▶ Work to complete
Whenever a line contains the string "TodoNotFound", copy it out of the entries.

▶ Input
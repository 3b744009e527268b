//! Business rules between the HTTP handlers and the store.
//!
//! Store errors never leave this layer as-is: not-found becomes the
//! service's own [`ServiceError::TodoNotFound`] or [`ServiceError::UserNotFound`],
//! anything else is wrapped as [`ServiceError::Internal`].

mod todo;
mod user;

pub use todo::{TodoService, MAX_BATCH_IDS};
pub use user::UserService;

use crate::store::RepoError;
use thiserror::Error;

#[derive(Debug, Error)]
pub enum ServiceError {
    /// The caller sent something unusable; the message is safe to show.
    #[error("{0}")]
    Validation(String),
    #[error("todo not found")]
    TodoNotFound,
    #[error("user not found")]
    UserNotFound,
    #[error("internal error: {0}")]
    Internal(#[source] RepoError),
}

impl ServiceError {
    pub(crate) fn from_todo_repo(e: RepoError) -> Self {
        match e {
            RepoError::NotFound => ServiceError::TodoNotFound,
            other => ServiceError::Internal(other),
        }
    }

    pub(crate) fn from_user_repo(e: RepoError) -> Self {
        match e {
            RepoError::NotFound => ServiceError::UserNotFound,
            other => ServiceError::Internal(other),
        }
    }
}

▶ Answer
//! service's own [`ServiceError::TodoNotFound`] or [`ServiceError::UserNotFound`],
    TodoNotFound,
            RepoError::NotFound => ServiceError::TodoNotFound,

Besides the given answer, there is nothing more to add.